Ethics Advisory Opinion 90-42

UPON THE REQUEST OF A MEMBER OF THE SOUTH CAROLINA BAR, THE ETHICS ADVISORY COMMITTEE HAS RENDERED THIS OPINION ON THE ETHICAL PROPRIETY OF THE INQUIRER’S CONTEMPLATED CONDUCT. THIS COMMITTEE HAS NO DISCIPLINARY AUTHORITY. LAWYER DISCIPLINE IS ADMINISTERED SOLELY BY THE SOUTH CAROLINA SUPREME COURT THROUGH ITS COMMISSION ON LAWYER CONDUCT.

Ethics Advisory Opinion 90-42

Lawyer B represented John in a suit by Mary who was represented by Lawyer C. Lawyer B succeeded in opening up the default judgment obtained by Mary against John on the grounds that the default judgment was improperly obtained. Additionally, Lawyer B obtained a judgment against Mary on a counterclaim on John's behalf for abuse of process. Prior to the trial of the matter resulting in the judgment for John and his counterclaim, Lawyer D was substituted as the attorney for Lawyer C and Lawyer C appeared as a witness in the case. Mary has paid the judgment and that matter is ended. Mary now comes to Lawyer B and retains him to sue Lawyer C for malpractice. Lawyer C claims that Lawyer B has a conflict of an unspecified nature which renders him incapable of representing Mary.

Question:
Is Lawyer B prohibited for representing Mary in a lawsuit against Lawyer C if he received confidential information from John protected by Rule 1.6 of the Rules of Professional Conduct?

Summary:
Lawyer B must protect the confidential information he received during his representation of John. Unless John consents to Lawyer B's representation of Mary or unless confidential information received from John has become generally known, Lawyer B may not represent Mary if in the nature of the case he could possibly reveal confidential information received from John.

Opinion:
Rules 1.9 and 1.6 governing conflicts of interest arising from the representation of former clients and the use of confidential information obtained by an attorney during such representation are intertwined. Rule 1.9 provides in pertinent part:

(c) "A lawyer who has formerly represented a client in a matter... shall not thereafter:

(1) Use information relating to the representation to the disadvantage of the former client except as Rule 1.6 or Rule 3.3 would permit with respect to a client, or, when the information has become generally known; or (2) Reveal information relating to the representation except as Rule 1.6 or Rule 3.3 would permit or require with respect to a client." Rule 1.6 sets forth the guidelines for attorney's use of confidential information. The rule generally provides that a lawyer shall not reveal information relating to the representation of a client unless a client consents after consultation. Any disclosures by Lawyer B would be governed by Rules 1.6 (a) and 1.9 (c).
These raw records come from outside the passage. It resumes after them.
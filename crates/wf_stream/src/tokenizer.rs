//! The incremental stream tokenizer.

use wf_codec::{BoundaryScanner, Codec, Scan};

use crate::error::StreamError;
use crate::sink::{DocumentSink, StreamEnd};
use crate::source::{ByteSource, Chunk};

/// Bytes requested from the source per pump step.
const READ_CHUNK: usize = 8 * 1024;

// -----------------------------------------------------------------------------
// Pump

/// Outcome of one [`StreamTokenizer::pump`] step.
#[derive(Debug, Clone, Copy, PartialEq, Eq)]
pub enum Pump {
    /// Bytes were read and scanned; zero or more documents were delivered.
    Progressed,
    /// The source has nothing right now; pump again later.
    Pending,
    /// The source is exhausted and the sink was notified.
    EndOfStream,
}

/// Lifecycle of a [`StreamTokenizer`].
#[derive(Debug, Clone, Copy, PartialEq, Eq)]
pub enum State {
    /// No bytes have arrived yet.
    Idle,
    /// Bytes are arriving and documents are being framed.
    Reading,
    /// The source ended; no further deliveries will happen.
    EndOfStream,
    /// The stream failed; the error is held and repeated on every pump.
    Failed,
}

// -----------------------------------------------------------------------------
// StreamTokenizer

/// Splits an open-ended byte stream into complete documents.
///
/// The tokenizer owns its buffer exclusively: arriving bytes are
/// appended, a [`BoundaryScanner`] resumes over the unexamined tail, and
/// each range it completes is handed to the sink then discarded from the
/// front of the buffer. Only structural lexing happens here; a delivered
/// document may still fail to decode.
///
/// Driving is cooperative. [`pump`](Self::pump) performs exactly one
/// read-and-rescan step and never blocks beyond what the source's own
/// read does; [`run`](Self::run) pumps until the end of the source.
/// Failures are fatal to the stream: once [`State::Failed`] is reached
/// the held error is returned from every later pump and nothing more is
/// delivered.
pub struct StreamTokenizer<S, K> {
    source: S,
    sink: K,
    scanner: Box<dyn BoundaryScanner>,
    buffer: Vec<u8>,
    scratch: Vec<u8>,
    max_object_size: Option<usize>,
    state: State,
    error: Option<StreamError>,
}

impl<S: ByteSource, K: DocumentSink> StreamTokenizer<S, K> {
    /// Binds a source, a format's boundary rules, and a sink, framing
    /// every top-level structure as its own document.
    pub fn new(source: S, codec: &dyn Codec, sink: K) -> Self {
        Self::with_start_depth(source, codec, sink, 0)
    }

    /// Like [`new`](Self::new), but documents are the structures found at
    /// `start_depth`, for streams wrapped in an outer container.
    pub fn with_start_depth(source: S, codec: &dyn Codec, sink: K, start_depth: usize) -> Self {
        Self::with_scanner(source, codec.boundary_scanner(start_depth), sink)
    }

    /// Binds an explicit scanner instead of obtaining one from a codec.
    pub fn with_scanner(source: S, scanner: Box<dyn BoundaryScanner>, sink: K) -> Self {
        Self {
            source,
            sink,
            scanner,
            buffer: Vec::new(),
            scratch: vec![0; READ_CHUNK],
            max_object_size: None,
            state: State::Idle,
            error: None,
        }
    }

    /// Caps how large a single document may grow before the stream is
    /// failed. `None` lifts the cap.
    pub fn set_max_object_size(&mut self, limit: Option<usize>) {
        self.max_object_size = limit;
    }

    /// Where the tokenizer is in its lifecycle.
    pub fn state(&self) -> State {
        self.state
    }

    /// The error that failed the stream, if it failed.
    pub fn error(&self) -> Option<&StreamError> {
        self.error.as_ref()
    }

    /// The sink, for inspection between pumps.
    pub fn sink(&self) -> &K {
        &self.sink
    }

    /// Consumes the tokenizer and returns its sink.
    pub fn into_sink(self) -> K {
        self.sink
    }

    /// Performs one cooperative step: read one chunk, rescan, deliver
    /// any documents the new bytes completed.
    pub fn pump(&mut self) -> Result<Pump, StreamError> {
        match self.state {
            State::EndOfStream => return Ok(Pump::EndOfStream),
            State::Failed => {
                // `fail` stores the error before the state flips.
                let error = self.error.clone().unwrap_or_else(|| {
                    StreamError::Source("the stream already failed".into())
                });
                return Err(error);
            }
            State::Idle | State::Reading => {}
        }

        let count = match self.source.read(&mut self.scratch) {
            Ok(Chunk::Data(count)) => count,
            Ok(Chunk::Pending) => return Ok(Pump::Pending),
            Ok(Chunk::End) => return Ok(self.finish()),
            Err(error) => return Err(self.fail(error)),
        };

        self.state = State::Reading;
        self.buffer.extend_from_slice(&self.scratch[..count]);
        self.deliver_ready()?;
        Ok(Pump::Progressed)
    }

    /// Pumps until the source ends, yielding the thread while the source
    /// reports pending.
    pub fn run(&mut self) -> Result<(), StreamError> {
        loop {
            match self.pump()? {
                Pump::Progressed => {}
                Pump::Pending => std::thread::yield_now(),
                Pump::EndOfStream => return Ok(()),
            }
        }
    }

    fn deliver_ready(&mut self) -> Result<(), StreamError> {
        loop {
            match self.scanner.scan(&self.buffer) {
                Ok(Scan::Document { start, end }) => {
                    if let Some(limit) = self.max_object_size {
                        if end - start > limit {
                            return Err(self.fail(StreamError::SizeExceeded { limit }));
                        }
                    }
                    log::trace!("document ready: bytes {start}..{end}");
                    self.sink.document(&self.buffer[start..end]);
                    self.buffer.drain(..end);
                    self.scanner.rebase(end);
                }
                Ok(Scan::NeedMore) => {
                    if let (Some(limit), Some(start)) =
                        (self.max_object_size, self.scanner.document_start())
                    {
                        if self.buffer.len() - start > limit {
                            return Err(self.fail(StreamError::SizeExceeded { limit }));
                        }
                    }
                    return Ok(());
                }
                Err(error) => return Err(self.fail(StreamError::Framing(error))),
            }
        }
    }

    fn finish(&mut self) -> Pump {
        self.state = State::EndOfStream;
        let end = match self.scanner.document_start() {
            Some(start) => {
                log::debug!(
                    "source ended inside a document with {} pending bytes",
                    self.buffer.len() - start
                );
                StreamEnd::Incomplete { pending: self.buffer.split_off(start) }
            }
            None => StreamEnd::Clean,
        };
        self.sink.end_of_stream(end);
        Pump::EndOfStream
    }

    fn fail(&mut self, error: StreamError) -> StreamError {
        log::debug!("stream failed: {error}");
        self.error = Some(error.clone());
        self.state = State::Failed;
        error
    }
}

// -----------------------------------------------------------------------------
// Tests

#[cfg(test)]
mod tests {
    use wf_codec::{CodecError, JsonCodec, XmlRpcCodec};

    use super::*;
    use crate::source::{IoSource, SliceSource};

    #[derive(Default)]
    struct Collect {
        documents: Vec<String>,
        end: Option<StreamEnd>,
    }

    impl DocumentSink for Collect {
        fn document(&mut self, bytes: &[u8]) {
            self.documents.push(String::from_utf8_lossy(bytes).into_owned());
        }

        fn end_of_stream(&mut self, end: StreamEnd) {
            self.end = Some(end);
        }
    }

    #[test]
    fn splits_adjacent_documents_arriving_one_byte_at_a_time() {
        let source = SliceSource::chunked(br#"{"a":1}{"b":2}"#, 1);
        let mut tokenizer = StreamTokenizer::new(source, &JsonCodec, Collect::default());
        tokenizer.run().unwrap();
        assert_eq!(tokenizer.state(), State::EndOfStream);

        let sink = tokenizer.into_sink();
        assert_eq!(sink.documents, [r#"{"a":1}"#, r#"{"b":2}"#]);
        assert_eq!(sink.end, Some(StreamEnd::Clean));
    }

    #[test]
    fn documents_are_delivered_only_once_complete() {
        let source = SliceSource::chunked(br#"{"a":1}"#, 1);
        let mut tokenizer = StreamTokenizer::new(source, &JsonCodec, Collect::default());

        for _ in 0..6 {
            assert_eq!(tokenizer.pump().unwrap(), Pump::Progressed);
            assert!(tokenizer.sink().documents.is_empty());
        }
        assert_eq!(tokenizer.state(), State::Reading);

        // The closing brace completes the document.
        assert_eq!(tokenizer.pump().unwrap(), Pump::Progressed);
        assert_eq!(tokenizer.sink().documents, [r#"{"a":1}"#]);
    }

    #[test]
    fn oversized_in_progress_document_fails_without_delivery() {
        let source = SliceSource::chunked(br#"{"a":"0123456789"}"#, 1);
        let mut tokenizer = StreamTokenizer::new(source, &JsonCodec, Collect::default());
        tokenizer.set_max_object_size(Some(8));

        let error = tokenizer.run().unwrap_err();
        assert_eq!(error, StreamError::SizeExceeded { limit: 8 });
        assert_eq!(tokenizer.state(), State::Failed);
        assert_eq!(tokenizer.error(), Some(&error));

        // The failure is sticky.
        assert_eq!(tokenizer.pump().unwrap_err(), error);
        assert!(tokenizer.into_sink().documents.is_empty());
    }

    #[test]
    fn oversized_document_is_rejected_even_when_it_completes_in_one_read() {
        let source = SliceSource::new(br#"{"a":"0123456789"}"#);
        let mut tokenizer = StreamTokenizer::new(source, &JsonCodec, Collect::default());
        tokenizer.set_max_object_size(Some(8));

        let error = tokenizer.run().unwrap_err();
        assert_eq!(error, StreamError::SizeExceeded { limit: 8 });
        assert!(tokenizer.into_sink().documents.is_empty());
    }

    #[test]
    fn size_limit_leaves_smaller_documents_alone() {
        let source = SliceSource::chunked(br#"{"a":1}{"b":2}"#, 1);
        let mut tokenizer = StreamTokenizer::new(source, &JsonCodec, Collect::default());
        tokenizer.set_max_object_size(Some(7));

        tokenizer.run().unwrap();
        assert_eq!(tokenizer.into_sink().documents, [r#"{"a":1}"#, r#"{"b":2}"#]);
    }

    #[test]
    fn truncated_trailing_document_is_surfaced_as_incomplete() {
        let source = SliceSource::new(br#"{"a":1}{"b""#);
        let mut tokenizer = StreamTokenizer::new(source, &JsonCodec, Collect::default());
        tokenizer.run().unwrap();

        let sink = tokenizer.into_sink();
        assert_eq!(sink.documents, [r#"{"a":1}"#]);
        assert_eq!(sink.end, Some(StreamEnd::Incomplete { pending: br#"{"b""#.to_vec() }));
    }

    #[test]
    fn xml_markup_between_documents_is_not_a_document() {
        let stream = b"<value><int>1</int></value><!-- gap --><value><int>2</int></value>";
        let source = SliceSource::chunked(stream, 3);
        let mut tokenizer = StreamTokenizer::new(source, &XmlRpcCodec, Collect::default());
        tokenizer.run().unwrap();

        let sink = tokenizer.into_sink();
        assert_eq!(
            sink.documents,
            ["<value><int>1</int></value>", "<value><int>2</int></value>"]
        );
        assert_eq!(sink.end, Some(StreamEnd::Clean));
    }

    #[test]
    fn start_depth_frames_the_elements_of_an_outer_array() {
        let stream = br#"[{"a":1}, [2, 3], {"b":4}]"#;
        let source = SliceSource::chunked(stream, 1);
        let mut tokenizer =
            StreamTokenizer::with_start_depth(source, &JsonCodec, Collect::default(), 1);
        tokenizer.run().unwrap();

        let sink = tokenizer.into_sink();
        assert_eq!(sink.documents, [r#"{"a":1}"#, "[2, 3]", r#"{"b":4}"#]);
        assert_eq!(sink.end, Some(StreamEnd::Clean));
    }

    #[test]
    fn io_sources_feed_the_tokenizer() {
        let cursor = std::io::Cursor::new(br#"{"a":1}{"b":2}"#.to_vec());
        let mut tokenizer =
            StreamTokenizer::new(IoSource::new(cursor), &JsonCodec, Collect::default());
        tokenizer.run().unwrap();
        assert_eq!(tokenizer.into_sink().documents, [r#"{"a":1}"#, r#"{"b":2}"#]);
    }

    #[test]
    fn framing_errors_are_fatal() {
        let source = SliceSource::new(b"}");
        let mut tokenizer = StreamTokenizer::new(source, &JsonCodec, Collect::default());

        let error = tokenizer.run().unwrap_err();
        assert!(matches!(error, StreamError::Framing(CodecError::Syntax { offset: 0, .. })));
        assert_eq!(tokenizer.state(), State::Failed);
        assert_eq!(tokenizer.pump().unwrap_err(), error);
    }

    #[test]
    fn pending_sources_surface_as_pump_pending() {
        struct Stutter<'a> {
            inner: SliceSource<'a>,
            pause: bool,
        }

        impl ByteSource for Stutter<'_> {
            fn read(&mut self, buffer: &mut [u8]) -> Result<Chunk, StreamError> {
                if self.pause {
                    self.pause = false;
                    return Ok(Chunk::Pending);
                }
                self.pause = true;
                self.inner.read(buffer)
            }
        }

        let source = Stutter { inner: SliceSource::chunked(br#"{"a":1}"#, 4), pause: true };
        let mut tokenizer = StreamTokenizer::new(source, &JsonCodec, Collect::default());

        assert_eq!(tokenizer.pump().unwrap(), Pump::Pending);
        assert_eq!(tokenizer.pump().unwrap(), Pump::Progressed);

        tokenizer.run().unwrap();
        assert_eq!(tokenizer.into_sink().documents, [r#"{"a":1}"#]);
    }

    #[test]
    fn empty_sources_end_clean() {
        let mut tokenizer =
            StreamTokenizer::new(SliceSource::new(b""), &JsonCodec, Collect::default());

        assert_eq!(tokenizer.pump().unwrap(), Pump::EndOfStream);
        assert_eq!(tokenizer.state(), State::EndOfStream);
        // The end notification fires once; later pumps just repeat the state.
        assert_eq!(tokenizer.pump().unwrap(), Pump::EndOfStream);

        let sink = tokenizer.into_sink();
        assert!(sink.documents.is_empty());
        assert_eq!(sink.end, Some(StreamEnd::Clean));
    }

    #[test]
    fn closures_act_as_sinks() {
        let mut documents: Vec<String> = Vec::new();
        let source = SliceSource::chunked(br#"{"a":1}{"b":2}"#, 2);
        let mut tokenizer = StreamTokenizer::new(source, &JsonCodec, |bytes: &[u8]| {
            documents.push(String::from_utf8_lossy(bytes).into_owned());
        });
        tokenizer.run().unwrap();
        drop(tokenizer);

        assert_eq!(documents, [r#"{"a":1}"#, r#"{"b":2}"#]);
    }
}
Courts have interpreted Rules 1.6 and 1.9 to prohibit an attorney's successive representation of clients with adverse interests because of the danger that he or she will use confidences gained in the prior representation in the present case. In Re Peck, 112 B.R. 485 D. Conn. 1990). See generally, Adelman v. Adelman, 561 So.2d 671 (Ct. App. Fla. 1990).

In the present case, Lawyer B may, by virtue of his representation of Mary and John, reveal to Mary confidence he received from John to prosecute the malpractice claim against Lawyer C. The cases of John and Mary, although different causes of action, would arise from the same occurrence, and hence, information received from John may relate to the prior representation. For instance, Lawyer B may have information form John which Lawyer C failed to request in discovery and which may have impacted the favorable result in John's case against Mary. Lawyer B may inadvertently reveal John's confidences in the successive lawsuit. If such a scenario exists, then Lawyer B should decline to represent Mary because of the potential for disclosure of confidential information.

On the other hand, if John consents to the revelation by Lawyer B of any confidences obtained in the first lawsuit, then Lawyer B could represent Mary. Additionally, if Lawyer B determines that the information has become "generally known," then he could use the information in representing Mary.

Lawyer B should proceed with caution to not reveal any confidential information from John if he decides to undertake the representation of Mary. Lawyer B should also consider Rule 3.7 to determine whether he is likely to be a necessary witness. Rule 3.3 would not be applicable to the present case.

Rule 1.6 (b) allows disclosure of confidential information in very limited situations, which are not present in this case.